(PROBLEM STATEMENT)
Reproduce the data word for word, keeping every line complete.

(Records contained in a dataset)
##############################

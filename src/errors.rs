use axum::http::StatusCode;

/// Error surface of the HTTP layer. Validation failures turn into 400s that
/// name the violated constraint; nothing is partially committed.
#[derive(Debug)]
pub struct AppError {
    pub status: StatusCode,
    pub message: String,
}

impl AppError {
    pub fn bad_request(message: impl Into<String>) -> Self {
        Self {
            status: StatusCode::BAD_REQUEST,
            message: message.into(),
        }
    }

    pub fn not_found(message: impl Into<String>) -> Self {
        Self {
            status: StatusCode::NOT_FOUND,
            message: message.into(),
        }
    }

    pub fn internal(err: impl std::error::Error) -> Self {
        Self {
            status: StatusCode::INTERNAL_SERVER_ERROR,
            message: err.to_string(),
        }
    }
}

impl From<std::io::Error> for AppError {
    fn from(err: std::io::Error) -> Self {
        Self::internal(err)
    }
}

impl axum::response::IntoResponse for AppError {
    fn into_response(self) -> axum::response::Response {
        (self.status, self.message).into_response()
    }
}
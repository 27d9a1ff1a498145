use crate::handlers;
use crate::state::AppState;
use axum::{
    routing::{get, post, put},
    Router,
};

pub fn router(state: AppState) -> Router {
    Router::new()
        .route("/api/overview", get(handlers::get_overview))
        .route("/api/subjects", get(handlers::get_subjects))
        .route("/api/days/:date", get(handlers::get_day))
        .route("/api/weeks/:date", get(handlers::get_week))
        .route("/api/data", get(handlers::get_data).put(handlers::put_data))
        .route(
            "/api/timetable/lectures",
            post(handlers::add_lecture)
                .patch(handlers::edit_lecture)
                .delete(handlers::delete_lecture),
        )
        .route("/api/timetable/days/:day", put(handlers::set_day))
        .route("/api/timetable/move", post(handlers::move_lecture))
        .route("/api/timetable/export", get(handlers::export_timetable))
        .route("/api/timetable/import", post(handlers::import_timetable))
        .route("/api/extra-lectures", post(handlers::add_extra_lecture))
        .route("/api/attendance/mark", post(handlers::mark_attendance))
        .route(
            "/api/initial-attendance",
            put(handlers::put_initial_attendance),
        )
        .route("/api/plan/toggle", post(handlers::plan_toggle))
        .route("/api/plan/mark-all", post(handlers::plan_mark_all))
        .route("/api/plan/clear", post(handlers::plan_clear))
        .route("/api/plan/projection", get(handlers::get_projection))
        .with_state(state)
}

##############################

(OUTPUT OF THE EXERCISE)
filename src/errors.rs
use axum::http::StatusCode;

/// Error surface of the HTTP layer. Validation failures turn into 400s that
/// name the violated constraint; nothing is partially committed.
#[derive(Debug)]
pub struct AppError {
    pub status: StatusCode,
    pub message: String,
}

impl AppError {
    pub fn bad_request(message: impl Into<String>) -> Self {
        Self {
            status: StatusCode::BAD_REQUEST,
            message: message.into(),
        }
    }

    pub fn not_found(message: impl Into<String>) -> Self {
        Self {
            status: StatusCode::NOT_FOUND,
            message: message.into(),
        }
    }

    pub fn internal(err: impl std::error::Error) -> Self {
        Self {
            status: StatusCode::INTERNAL_SERVER_ERROR,
            message: err.to_string(),
        }
    }
}

impl From<std::io::Error> for AppError {
    fn from(err: std::io::Error) -> Self {
        Self::internal(err)
    }
}

impl axum::response::IntoResponse for AppError {
    fn into_response(self) -> axum::response::Response {
        (self.status, self.message).into_response()
    }
}
repository 27d9a1ff1a498145
use crate::handlers;
use crate::state::AppState;
use axum::{
    routing::{get, post, put},
    Router,
};

pub fn router(state: AppState) -> Router {
    Router::new()
        .route("/api/overview", get(handlers::get_overview))
        .route("/api/subjects", get(handlers::get_subjects))
        .route("/api/days/:date", get(handlers::get_day))
        .route("/api/weeks/:date", get(handlers::get_week))
        .route("/api/data", get(handlers::get_data).put(handlers::put_data))
        .route(
            "/api/timetable/lectures",
            post(handlers::add_lecture)
                .patch(handlers::edit_lecture)
                .delete(handlers::delete_lecture),
        )
        .route("/api/timetable/days/:day", put(handlers::set_day))
        .route("/api/timetable/move", post(handlers::move_lecture))
        .route("/api/timetable/export", get(handlers::export_timetable))
        .route("/api/timetable/import", post(handlers::import_timetable))
        .route("/api/extra-lectures", post(handlers::add_extra_lecture))
        .route("/api/attendance/mark", post(handlers::mark_attendance))
        .route(
            "/api/initial-attendance",
            put(handlers::put_initial_attendance),
        )
        .route("/api/plan/toggle", post(handlers::plan_toggle))
        .route("/api/plan/mark-all", post(handlers::plan_mark_all))
        .route("/api/plan/clear", post(handlers::plan_clear))
        .route("/api/plan/projection", get(handlers::get_projection))
        .with_state(state)
}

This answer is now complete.